== Segment start ==

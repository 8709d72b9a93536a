//! Rigid diatomic rotor.
//!
//! A [`DiatomicRotor`] resolves its species constants, enumerates the allowed
//! levels, and tabulates their degeneracies and energies once at construction.
//! Thermal queries re-evaluate Boltzmann sums against those tables and never
//! mutate the model, so a rotor can be shared freely across threads.

mod config;
mod degeneracy;
mod error;
mod levels;
mod species;
mod thermal;

pub use config::RotorConfig;
pub use error::RotorError;
pub use levels::{AllowedParity, Level};
pub use species::{NuclearDegeneracy, Species, SpeciesConstants};
pub use thermal::Equilibrium;

use uom::si::{
    f64::{TemperatureInterval, ThermodynamicTemperature},
    temperature_interval::kelvin as delta_kelvin,
};

use levels::allowed_levels;

/// A rigid diatomic rotor with nuclear spin statistics.
///
/// # Example
///
/// ```
/// use rotor_models::models::rotational::rotor::{DiatomicRotor, RotorConfig, RotorError, Species};
/// use uom::si::{f64::ThermodynamicTemperature, thermodynamic_temperature::kelvin};
///
/// let para = DiatomicRotor::new(Species::ParaH2, RotorConfig::default().with_j_max(10)).unwrap();
/// assert_eq!(para.allowed_j(), &[0, 2, 4, 6, 8]);
///
/// let t = ThermodynamicTemperature::new::<kelvin>(77.0);
/// assert!(matches!(para.population(t, 1), Err(RotorError::InvalidLevel { j: 1, .. })));
/// ```
#[derive(Debug, Clone, PartialEq)]
pub struct DiatomicRotor {
    species: Species,
    constants: SpeciesConstants,
    j_max: u32,
    parity: AllowedParity,
    allowed_j: Box<[u32]>,
    nuclear: Box<[f64]>,
    rotational: Box<[f64]>,
    total: Box<[f64]>,
    energies: Box<[f64]>,
}

impl DiatomicRotor {
    /// Builds a rotor for `species`, enumerating levels below `config.j_max`.
    ///
    /// # Errors
    ///
    /// Returns [`RotorError::InvalidArgument`] if `j_max` is zero or admits no
    /// allowed level (an odd-only species with `j_max = 1`).
    pub fn new(species: Species, config: RotorConfig) -> Result<Self, RotorError> {
        let constants = species.constants();
        let b = constants.rotational_constant().get::<delta_kelvin>();
        let g_nuc = constants.nuclear_degeneracy();

        if config.diagnostics {
            tracing::debug!(
                %species,
                b_kelvin = b,
                g_even = g_nuc.even(),
                g_odd = g_nuc.odd(),
                "resolved species constants"
            );
        }

        let parity = g_nuc.allowed_parity();
        let allowed_j = allowed_levels(parity, config.j_max)?;

        let nuclear = allowed_j
            .iter()
            .map(|&j| degeneracy::nuclear(g_nuc, j))
            .collect();
        let rotational = allowed_j.iter().map(|&j| degeneracy::rotational(j)).collect();
        let total = allowed_j
            .iter()
            .map(|&j| degeneracy::total(g_nuc, j))
            .collect();
        let energies = allowed_j
            .iter()
            .map(|&j| degeneracy::energy(b, j))
            .collect();

        if config.diagnostics {
            tracing::debug!(
                %species,
                %parity,
                j_max = config.j_max,
                levels = allowed_j.len(),
                "enumerated rotational levels"
            );
        }

        Ok(Self {
            species,
            constants,
            j_max: config.j_max,
            parity,
            allowed_j: allowed_j.into_boxed_slice(),
            nuclear,
            rotational,
            total,
            energies,
        })
    }

    /// Parses a species tag and builds a rotor for it.
    ///
    /// # Errors
    ///
    /// Returns [`RotorError::InvalidSpecies`] for an unknown tag, or any error
    /// from [`DiatomicRotor::new`].
    pub fn from_tag(tag: &str, config: RotorConfig) -> Result<Self, RotorError> {
        Self::new(tag.parse()?, config)
    }

    /// Returns the species of this rotor.
    #[must_use]
    pub fn species(&self) -> Species {
        self.species
    }

    /// Returns the resolved species constants.
    #[must_use]
    pub fn constants(&self) -> SpeciesConstants {
        self.constants
    }

    /// Returns the exclusive upper bound on enumerated `J`.
    #[must_use]
    pub fn j_max(&self) -> u32 {
        self.j_max
    }

    /// Returns which parities of `J` are populated.
    #[must_use]
    pub fn allowed_parity(&self) -> AllowedParity {
        self.parity
    }

    /// Returns the allowed `J` values, strictly increasing.
    #[must_use]
    pub fn allowed_j(&self) -> &[u32] {
        &self.allowed_j
    }

    /// Returns the nuclear degeneracies of the allowed levels.
    #[must_use]
    pub fn nuclear_degeneracies(&self) -> &[f64] {
        &self.nuclear
    }

    /// Returns the rotational degeneracies of the allowed levels.
    #[must_use]
    pub fn rotational_degeneracies(&self) -> &[f64] {
        &self.rotational
    }

    /// Returns the total degeneracies of the allowed levels.
    #[must_use]
    pub fn degeneracies(&self) -> &[f64] {
        &self.total
    }

    /// Returns the allowed levels in increasing `J`.
    pub fn levels(&self) -> impl ExactSizeIterator<Item = Level> + '_ {
        (0..self.allowed_j.len()).map(|i| Level {
            j: self.allowed_j[i],
            energy: TemperatureInterval::new::<delta_kelvin>(self.energies[i]),
            degeneracy: self.total[i],
            nuclear_degeneracy: self.nuclear[i],
            rotational_degeneracy: self.rotational[i],
        })
    }

    /// Rotational degeneracy `2J + 1`.
    #[must_use]
    pub fn rotational_degeneracy(&self, j: u32) -> f64 {
        degeneracy::rotational(j)
    }

    /// Nuclear spin degeneracy `g_nuc[J mod 2]`.
    #[must_use]
    pub fn nuclear_degeneracy(&self, j: u32) -> f64 {
        degeneracy::nuclear(self.constants.nuclear_degeneracy(), j)
    }

    /// Total degeneracy of level `j`, rotational times nuclear.
    ///
    /// Defined for any `j`. Forbidden levels have zero degeneracy.
    #[must_use]
    pub fn degeneracy(&self, j: u32) -> f64 {
        degeneracy::total(self.constants.nuclear_degeneracy(), j)
    }

    /// Energy `B·J(J+1)` of level `j`.
    #[must_use]
    pub fn energy(&self, j: u32) -> TemperatureInterval {
        let b = self.constants.rotational_constant().get::<delta_kelvin>();
        TemperatureInterval::new::<delta_kelvin>(degeneracy::energy(b, j))
    }

    /// Computes the partition sum `Z(T)` over the allowed levels.
    ///
    /// # Errors
    ///
    /// Returns [`RotorError::InvalidTemperature`] unless `temperature` is
    /// strictly positive and finite, or [`RotorError::NumericalUnderflow`]
    /// if every Boltzmann factor underflows to zero.
    pub fn partition_sum(&self, temperature: ThermodynamicTemperature) -> Result<f64, RotorError> {
        thermal::partition_sum(&self.total, &self.energies, temperature)
    }

    /// Computes the fractional population of level `j`.
    ///
    /// # Errors
    ///
    /// Returns [`RotorError::InvalidLevel`] if `j` is not an allowed level,
    /// or any error from [`DiatomicRotor::partition_sum`].
    pub fn population(
        &self,
        temperature: ThermodynamicTemperature,
        j: u32,
    ) -> Result<f64, RotorError> {
        let index = self.level_index(j)?;
        thermal::population(&self.total, &self.energies, temperature, index)
    }

    /// Computes the populations of all allowed levels, in the order of
    /// [`DiatomicRotor::allowed_j`].
    ///
    /// # Errors
    ///
    /// Returns any error from [`DiatomicRotor::partition_sum`].
    pub fn populations(
        &self,
        temperature: ThermodynamicTemperature,
    ) -> Result<Vec<f64>, RotorError> {
        thermal::populations(&self.total, &self.energies, temperature)
    }

    /// Computes the Boltzmann-weighted mean rotational energy.
    ///
    /// # Errors
    ///
    /// Returns any error from [`DiatomicRotor::partition_sum`].
    pub fn mean_energy(
        &self,
        temperature: ThermodynamicTemperature,
    ) -> Result<TemperatureInterval, RotorError> {
        Ok(self.equilibrium(temperature)?.mean_energy)
    }

    /// Computes the partition sum, populations, and mean energy together.
    ///
    /// # Errors
    ///
    /// Returns any error from [`DiatomicRotor::partition_sum`].
    pub fn equilibrium(
        &self,
        temperature: ThermodynamicTemperature,
    ) -> Result<Equilibrium, RotorError> {
        thermal::equilibrium(&self.total, &self.energies, temperature)
    }

    fn level_index(&self, j: u32) -> Result<usize, RotorError> {
        self.allowed_j
            .binary_search(&j)
            .map_err(|_| RotorError::InvalidLevel {
                j,
                parity: self.parity,
                j_max: self.j_max,
                g_nuc: self.constants.nuclear_degeneracy(),
            })
    }
}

== Segment end ==

Exercise goal » Find and copy each line of the data where "energies" is present.

Exercise answer »
//! levels, and tabulates their degeneracies and energies once at construction.
    energies: Box<[f64]>,
        let energies = allowed_j
            energies,
            energy: TemperatureInterval::new::<delta_kelvin>(self.energies[i]),
        thermal::partition_sum(&self.total, &self.energies, temperature)
        thermal::population(&self.total, &self.energies, temperature, index)
        thermal::populations(&self.total, &self.energies, temperature)
        thermal::equilibrium(&self.total, &self.energies, temperature)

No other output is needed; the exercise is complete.